“Once I started breathing correctly again I felt I could manage the surges. I began breathing the baby down.”
This week’s birth story comes from Reena and Amit, who attended Hypnobirthing classes with our own Liz Stanford at Enhance Your Birth.
“At 7:00 am on Monday morning I had my show. Although I knew that it could be days before I went into labour, I couldn’t help but feel excited and hopeful that it wouldn’t take that long.
I phoned the Women’s hospital to let them know and to ask for their advice as I had Group B Strep and I needed antibiotics as soon as I was in established labour. They reassured me that I could carry on as normal and I need not come in until I thought I was in established labour or if my waters had released.
So I carried on with my chores at home, picked my daughter Sienna up from preschool and took her to weekly pre-tennis milkshake at Morrison’s. After Sienna’s tennis lesson, we went home, I gave her dinner, cleared up and started getting her ready for bed.
Just as I finished reading her bedtime story I felt a “pop”. I looked at Amit and mouthed that my waters had popped. I tucked Sienna in and said goodnight to her as normal and then I phoned the Women’s, who advised that as waters had released (although it was just a trickle) I should come in so that I could take the antibiotics in time.
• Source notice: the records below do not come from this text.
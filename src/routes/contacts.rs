use axum::{
    Json, Router,
    extract::{Path, State},
    routing::{delete, get, put},
};
use uuid::Uuid;

use crate::{
    dto::contacts::{ContactList, CreateContactRequest, UpdateContactRequest},
    error::AppResult,
    middleware::auth::AuthUser,
    models::Contact,
    response::ApiResponse,
    services::contact_service,
    state::AppState,
};

pub fn router() -> Router<AppState> {
    Router::new()
        .route("/", get(list_contacts).post(create_contact))
        .route("/{id}", put(update_contact))
        .route("/{id}", delete(delete_contact))
}

#[utoipa::path(
    get,
    path = "/api/contacts",
    responses((status = 200, description = "Delivery contacts for current user", body = ApiResponse<ContactList>)),
    security(("bearer_auth" = [])),
    tag = "Contacts"
)]
pub async fn list_contacts(
    State(state): State<AppState>,
    user: AuthUser,
) -> AppResult<Json<ApiResponse<ContactList>>> {
    let resp = contact_service::list_contacts(&state, &user).await?;
    Ok(Json(resp))
}

#[utoipa::path(
    post,
    path = "/api/contacts",
    request_body = CreateContactRequest,
    responses((status = 200, description = "Contact created", body = ApiResponse<Contact>)),
    security(("bearer_auth" = [])),
    tag = "Contacts"
)]
pub async fn create_contact(
    State(state): State<AppState>,
    user: AuthUser,
    Json(payload): Json<CreateContactRequest>,
) -> AppResult<Json<ApiResponse<Contact>>> {
    let resp = contact_service::create_contact(&state, &user, payload).await?;
    Ok(Json(resp))
}

#[utoipa::path(
    put,
    path = "/api/contacts/{id}",
    params(("id" = Uuid, Path, description = "Contact ID")),
    request_body = UpdateContactRequest,
    responses(
        (status = 200, description = "Contact updated", body = ApiResponse<Contact>),
        (status = 404, description = "Contact not found")
    ),
    security(("bearer_auth" = [])),
    tag = "Contacts"
)]
pub async fn update_contact(
    State(state): State<AppState>,
    user: AuthUser,
    Path(id): Path<Uuid>,
    Json(payload): Json<UpdateContactRequest>,
) -> AppResult<Json<ApiResponse<Contact>>> {
    let resp = contact_service::update_contact(&state, &user, id, payload).await?;
    Ok(Json(resp))
}

#[utoipa::path(
    delete,
    path = "/api/contacts/{id}",
    params(("id" = Uuid, Path, description = "Contact ID")),
    responses(
        (status = 200, description = "Contact deleted"),
        (status = 404, description = "Contact not found")
    ),
    security(("bearer_auth" = [])),
    tag = "Contacts"
)]
pub async fn delete_contact(
    State(state): State<AppState>,
    user: AuthUser,
    Path(id): Path<Uuid>,
) -> AppResult<Json<ApiResponse<serde_json::Value>>> {
    let resp = contact_service::delete_contact(&state, &user, id).await?;
    Ok(Json(resp))
}
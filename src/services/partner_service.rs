use chrono::Utc;
use sea_orm::{ActiveModelTrait, ColumnTrait, EntityTrait, QueryFilter, Set};

use crate::{
    audit::log_audit,
    entity::shops::{ActiveModel as ShopActive, Column as ShopCol, Entity as Shops},
    error::{AppError, AppResult},
    middleware::auth::{AuthUser, ensure_partner},
    models::Shop,
    response::{ApiResponse, Meta},
    state::AppState,
};

/// Current state of the caller's shop. A shop only exists after the first
/// successful catalog import.
pub async fn get_state(state: &AppState, user: &AuthUser) -> AppResult<ApiResponse<Shop>> {
    ensure_partner(user)?;
    let shop = Shops::find()
        .filter(ShopCol::UserId.eq(user.user_id))
        .one(&state.orm)
        .await?
        .ok_or(AppError::NotFound)?;
    Ok(ApiResponse::success(
        "OK",
        shop_from_entity(shop),
        Some(Meta::empty()),
    ))
}

/// Pause or resume receiving orders. A paused shop's offers disappear from
/// the catalog and cannot be added to baskets.
pub async fn set_state(
    state: &AppState,
    user: &AuthUser,
    active: bool,
) -> AppResult<ApiResponse<Shop>> {
    ensure_partner(user)?;
    let shop = Shops::find()
        .filter(ShopCol::UserId.eq(user.user_id))
        .one(&state.orm)
        .await?
        .ok_or(AppError::NotFound)?;

    let mut model: ShopActive = shop.into();
    model.active = Set(active);
    let shop = model.update(&state.orm).await?;

    if let Err(err) = log_audit(
        &state.pool,
        Some(user.user_id),
        "shop_state_change",
        Some("shops"),
        Some(serde_json::json!({ "shop_id": shop.id, "active": active })),
    )
    .await
    {
        tracing::warn!(error = %err, "audit log failed");
    }

    Ok(ApiResponse::success(
        "Shop state updated",
        shop_from_entity(shop),
        Some(Meta::empty()),
    ))
}

fn shop_from_entity(model: crate::entity::shops::Model) -> Shop {
    Shop {
        id: model.id,
        name: model.name,
        user_id: model.user_id,
        active: model.active,
        created_at: model.created_at.with_timezone(&Utc),
    }
}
I phoned my brother and asked him to come and stay with Sienna until my in laws were back home and Amit and I headed to the hospital.
We arrived at the birth centre at 8pm and were assigned a midwife, who was quick to tell me that I wasn’t in labour and upon checking me advised that my waters hadn’t released. When she checked again a little later she changed her mind and said that she could feel the baby’s head; my waters hadn’t fully released. Then came the words, “Oh you’re 3cm dilated”. When Amit got excited and said, “I told you you were in labour” she was quick to correct him and said, “She’s not actually in labour, as she’s not contracting and is only 3cm”.
She then said that she believed I would need to be induced to prevent the risk of the Group B Strep being passed to baby. Up until that point I was so focused on having a calm, natural birth like I had previously, but the midwife had completely thrown me off. It hadn’t even entered my mind that I may need an induction, purely because I had told myself that this wasn’t an option.
In Liz’s classes my brain had blocked out the section on induction and now I was in a mild panic that I wasn’t prepared, as I hadn’t listened. Amit reassured me that he had been listening and told me not to worry or lose focus. He asked the midwife if it was possible to carry on as we were naturally for a couple of hours, but the midwife was adamant that the doctors would want to begin induction by syntocinin drip.
When the midwife left the room, Amit went out to speak to her again away from me. Amit tried to persuade the midwife to let us continue as we were for a couple of hours, as he believed I had been having surges, even though I had said I hadn’t felt any. The midwife told Amit that we would either have to go home (as I wasn’t in established labour) or start the induction process.
Thankfully the midwife was called away to another labour and a new midwife was assigned. Amit explained again that we had been doing Hypnobirthing and that he thought I had been having contractions and asked if we could have a few more hours to see if things started naturally, as I was already 3cm dilated.
The new midwife was much more understanding and agreed that as it had not been long since my waters had released, there was no reason why we could not review in tywo hours to see if things had progressed naturally.
Whilst all this was happening, my surges had indeed started and Amit was happy to discover this when he came into the room to tell me the good news.
I continued to labour naturally through the night. At points I felt very tired and had to rest; after resting I found that my surges had slowed down and reduced in intensity.
At some points I began to doubt that I could do it, and Amit would tell me that I could and remind me to breathe correctly, as I had lost focus with it and forgot about the breathing techniques. Once I started breathing correctly again I felt I could manage the surges. Amit also gave me sacral massage which really helped.
At about 03:00 we moved into the pool room; by around 3:30 I went in to the pool. Moving to the pool helped ease the pressure and was quite soothing. At this point I was feeling exhausted, which again was affecting my focus and I was falling asleep. When the surges would start I would be half asleep and so wouldn’t be breathing correctly. Amit would encourage me and remind me to breathe as well as breathing with me to bring me back on track.
At 5:20 I felt like I couldn’t continue. The midwife, who had been with us for a few hours and had been observing and gently encouraging me following Amit’s lead, recognised that I was in transition and requested a mirror to check me.
After checking me she told me that I would be holding my baby soon.
Shortly afterwards I felt the urge to push, and I began breathing the baby down. The midwife said that she could see the baby was still in the amniotic sac (it hadn’t fully ruptured when my waters released!).
At 06:05 Anya was born. I was overcome with emotions and asked if it was a boy or a girl – the midwife reminded me two or three times that I had to have a look to see for myself!
Thank you again Liz for your amazing support and helping us prepare for the arrival of our second little princess. We couldn’t have done it without you!”
Anya Chandarana was born on Tuesday 13th February at 6:05 am.